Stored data
+-------+

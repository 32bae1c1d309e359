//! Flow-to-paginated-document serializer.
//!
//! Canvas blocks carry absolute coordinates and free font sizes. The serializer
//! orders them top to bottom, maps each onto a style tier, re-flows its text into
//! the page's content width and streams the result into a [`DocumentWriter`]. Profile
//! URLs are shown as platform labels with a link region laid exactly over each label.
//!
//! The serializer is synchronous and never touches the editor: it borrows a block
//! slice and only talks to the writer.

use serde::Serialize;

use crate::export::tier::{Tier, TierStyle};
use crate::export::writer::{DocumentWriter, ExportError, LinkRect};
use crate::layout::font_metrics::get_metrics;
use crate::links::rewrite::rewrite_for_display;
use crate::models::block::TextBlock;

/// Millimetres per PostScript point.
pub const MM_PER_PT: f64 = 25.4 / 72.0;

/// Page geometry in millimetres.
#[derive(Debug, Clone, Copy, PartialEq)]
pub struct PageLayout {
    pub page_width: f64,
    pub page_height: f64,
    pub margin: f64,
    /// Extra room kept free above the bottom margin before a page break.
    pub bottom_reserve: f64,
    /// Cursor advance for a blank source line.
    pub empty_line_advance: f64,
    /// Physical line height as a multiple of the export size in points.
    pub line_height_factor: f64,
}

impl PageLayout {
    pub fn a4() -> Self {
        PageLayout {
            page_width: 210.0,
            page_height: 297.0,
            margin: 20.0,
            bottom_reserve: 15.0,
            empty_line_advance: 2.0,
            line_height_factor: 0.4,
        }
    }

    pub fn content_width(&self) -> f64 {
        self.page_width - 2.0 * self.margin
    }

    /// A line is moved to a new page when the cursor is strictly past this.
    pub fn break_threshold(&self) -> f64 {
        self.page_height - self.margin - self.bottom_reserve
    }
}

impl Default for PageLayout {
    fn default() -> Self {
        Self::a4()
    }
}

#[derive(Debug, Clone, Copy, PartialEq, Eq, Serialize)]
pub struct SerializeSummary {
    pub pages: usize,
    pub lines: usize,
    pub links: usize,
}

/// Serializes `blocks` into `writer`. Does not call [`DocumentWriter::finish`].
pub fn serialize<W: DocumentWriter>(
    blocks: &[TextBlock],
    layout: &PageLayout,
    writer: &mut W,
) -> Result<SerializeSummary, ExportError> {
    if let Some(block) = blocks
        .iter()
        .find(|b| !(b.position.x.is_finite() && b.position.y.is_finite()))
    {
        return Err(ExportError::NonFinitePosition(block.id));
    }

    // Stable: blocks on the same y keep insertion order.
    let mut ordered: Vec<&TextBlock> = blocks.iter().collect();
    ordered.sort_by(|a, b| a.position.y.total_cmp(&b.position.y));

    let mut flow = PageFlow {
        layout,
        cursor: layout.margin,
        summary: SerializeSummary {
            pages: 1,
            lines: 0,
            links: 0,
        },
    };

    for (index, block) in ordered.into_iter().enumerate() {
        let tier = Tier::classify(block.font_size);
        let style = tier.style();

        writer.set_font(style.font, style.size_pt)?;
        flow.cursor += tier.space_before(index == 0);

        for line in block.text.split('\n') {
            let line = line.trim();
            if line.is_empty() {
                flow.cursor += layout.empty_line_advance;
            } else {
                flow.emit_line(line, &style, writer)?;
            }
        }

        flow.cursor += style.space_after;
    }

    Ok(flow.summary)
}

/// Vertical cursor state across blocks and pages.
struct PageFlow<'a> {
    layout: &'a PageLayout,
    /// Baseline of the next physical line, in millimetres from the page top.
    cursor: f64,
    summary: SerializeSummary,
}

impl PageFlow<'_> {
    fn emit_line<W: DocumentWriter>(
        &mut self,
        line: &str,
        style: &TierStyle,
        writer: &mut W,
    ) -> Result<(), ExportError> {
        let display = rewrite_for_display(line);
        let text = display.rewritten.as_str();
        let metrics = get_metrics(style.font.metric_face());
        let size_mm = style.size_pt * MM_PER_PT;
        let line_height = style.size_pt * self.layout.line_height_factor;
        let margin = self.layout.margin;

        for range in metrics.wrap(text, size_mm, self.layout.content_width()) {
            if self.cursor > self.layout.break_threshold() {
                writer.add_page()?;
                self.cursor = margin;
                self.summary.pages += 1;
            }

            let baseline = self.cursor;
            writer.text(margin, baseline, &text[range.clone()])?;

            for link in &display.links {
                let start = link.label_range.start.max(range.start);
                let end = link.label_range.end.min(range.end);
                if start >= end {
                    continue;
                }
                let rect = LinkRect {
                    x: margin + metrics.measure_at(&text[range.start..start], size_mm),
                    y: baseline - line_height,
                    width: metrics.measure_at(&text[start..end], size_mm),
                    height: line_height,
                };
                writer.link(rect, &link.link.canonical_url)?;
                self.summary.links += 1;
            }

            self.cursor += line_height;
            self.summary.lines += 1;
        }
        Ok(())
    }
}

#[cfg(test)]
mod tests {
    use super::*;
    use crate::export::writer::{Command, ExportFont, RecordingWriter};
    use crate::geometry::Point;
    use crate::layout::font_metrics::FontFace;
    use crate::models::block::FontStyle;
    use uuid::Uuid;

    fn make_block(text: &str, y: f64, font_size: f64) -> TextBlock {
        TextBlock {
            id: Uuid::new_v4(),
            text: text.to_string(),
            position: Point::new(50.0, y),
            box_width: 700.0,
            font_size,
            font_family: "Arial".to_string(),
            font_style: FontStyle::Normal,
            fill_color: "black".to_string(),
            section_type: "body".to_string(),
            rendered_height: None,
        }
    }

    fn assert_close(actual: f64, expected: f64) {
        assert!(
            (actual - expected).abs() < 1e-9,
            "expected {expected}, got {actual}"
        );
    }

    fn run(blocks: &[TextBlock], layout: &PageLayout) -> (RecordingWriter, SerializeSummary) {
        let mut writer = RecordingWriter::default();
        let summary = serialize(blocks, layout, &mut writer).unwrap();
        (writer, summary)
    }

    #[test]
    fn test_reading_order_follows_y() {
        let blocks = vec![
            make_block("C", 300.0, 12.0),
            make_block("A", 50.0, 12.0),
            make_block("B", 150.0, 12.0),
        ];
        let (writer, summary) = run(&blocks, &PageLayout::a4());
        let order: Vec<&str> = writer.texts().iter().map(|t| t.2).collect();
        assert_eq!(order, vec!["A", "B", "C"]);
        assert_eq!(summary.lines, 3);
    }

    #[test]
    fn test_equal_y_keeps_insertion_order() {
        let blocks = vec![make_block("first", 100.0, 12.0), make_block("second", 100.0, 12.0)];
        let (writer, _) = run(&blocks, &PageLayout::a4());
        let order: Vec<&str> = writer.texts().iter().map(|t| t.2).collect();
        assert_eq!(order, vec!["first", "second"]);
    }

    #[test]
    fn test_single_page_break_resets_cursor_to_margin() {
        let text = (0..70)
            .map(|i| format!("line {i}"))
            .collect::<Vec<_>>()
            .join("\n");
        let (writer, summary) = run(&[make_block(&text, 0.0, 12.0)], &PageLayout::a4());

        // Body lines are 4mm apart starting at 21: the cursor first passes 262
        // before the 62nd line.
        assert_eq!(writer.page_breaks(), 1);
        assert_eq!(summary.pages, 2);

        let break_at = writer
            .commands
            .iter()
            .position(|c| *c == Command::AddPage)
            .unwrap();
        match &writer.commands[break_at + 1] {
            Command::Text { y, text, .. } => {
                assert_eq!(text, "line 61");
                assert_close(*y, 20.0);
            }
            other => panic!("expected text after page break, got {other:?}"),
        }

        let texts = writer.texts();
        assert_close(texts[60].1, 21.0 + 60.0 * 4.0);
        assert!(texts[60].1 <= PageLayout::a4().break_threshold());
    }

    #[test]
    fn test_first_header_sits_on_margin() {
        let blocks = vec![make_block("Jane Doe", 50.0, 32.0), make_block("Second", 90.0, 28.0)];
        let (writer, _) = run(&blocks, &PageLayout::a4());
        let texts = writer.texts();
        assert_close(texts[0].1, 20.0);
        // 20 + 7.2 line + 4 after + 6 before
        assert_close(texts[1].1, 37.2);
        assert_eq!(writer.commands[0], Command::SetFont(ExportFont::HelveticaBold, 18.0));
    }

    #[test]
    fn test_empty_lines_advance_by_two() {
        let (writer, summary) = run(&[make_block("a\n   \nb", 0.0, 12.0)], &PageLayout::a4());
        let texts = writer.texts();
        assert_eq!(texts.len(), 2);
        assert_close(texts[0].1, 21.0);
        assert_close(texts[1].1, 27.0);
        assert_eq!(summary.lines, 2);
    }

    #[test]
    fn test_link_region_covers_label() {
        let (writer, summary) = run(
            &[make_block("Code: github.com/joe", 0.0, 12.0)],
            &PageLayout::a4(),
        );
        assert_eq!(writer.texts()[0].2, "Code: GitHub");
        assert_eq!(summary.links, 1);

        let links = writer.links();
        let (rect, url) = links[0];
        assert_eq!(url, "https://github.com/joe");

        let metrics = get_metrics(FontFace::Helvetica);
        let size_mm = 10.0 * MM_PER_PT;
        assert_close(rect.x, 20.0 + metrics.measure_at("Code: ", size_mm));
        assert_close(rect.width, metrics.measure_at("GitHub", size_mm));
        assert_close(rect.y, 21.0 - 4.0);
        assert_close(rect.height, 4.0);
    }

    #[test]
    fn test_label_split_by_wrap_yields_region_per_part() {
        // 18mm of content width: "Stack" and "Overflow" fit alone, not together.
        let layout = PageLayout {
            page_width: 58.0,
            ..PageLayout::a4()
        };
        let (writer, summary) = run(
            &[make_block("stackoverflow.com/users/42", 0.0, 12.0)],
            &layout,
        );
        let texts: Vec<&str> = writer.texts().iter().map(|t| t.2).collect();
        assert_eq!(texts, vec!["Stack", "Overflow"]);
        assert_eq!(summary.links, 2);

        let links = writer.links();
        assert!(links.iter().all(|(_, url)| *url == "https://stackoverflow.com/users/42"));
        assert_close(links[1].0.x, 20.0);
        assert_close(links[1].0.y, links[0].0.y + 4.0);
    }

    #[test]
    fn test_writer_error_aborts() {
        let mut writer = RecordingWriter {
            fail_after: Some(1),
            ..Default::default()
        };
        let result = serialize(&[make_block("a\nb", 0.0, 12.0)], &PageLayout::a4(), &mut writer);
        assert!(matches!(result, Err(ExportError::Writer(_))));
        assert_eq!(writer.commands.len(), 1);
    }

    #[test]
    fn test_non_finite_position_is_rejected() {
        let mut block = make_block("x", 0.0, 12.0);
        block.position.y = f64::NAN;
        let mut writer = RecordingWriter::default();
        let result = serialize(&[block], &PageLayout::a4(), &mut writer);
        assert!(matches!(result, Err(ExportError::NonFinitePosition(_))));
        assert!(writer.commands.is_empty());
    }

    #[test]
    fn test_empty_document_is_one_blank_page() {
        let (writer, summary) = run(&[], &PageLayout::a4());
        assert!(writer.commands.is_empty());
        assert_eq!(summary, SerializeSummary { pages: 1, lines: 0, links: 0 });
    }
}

+-------+

--- Directions ---
Copy each line of the entries that includes the word "matches".

--- Task answer ---
        assert!(matches!(result, Err(ExportError::Writer(_))));
        assert!(matches!(result, Err(ExportError::NonFinitePosition(_))));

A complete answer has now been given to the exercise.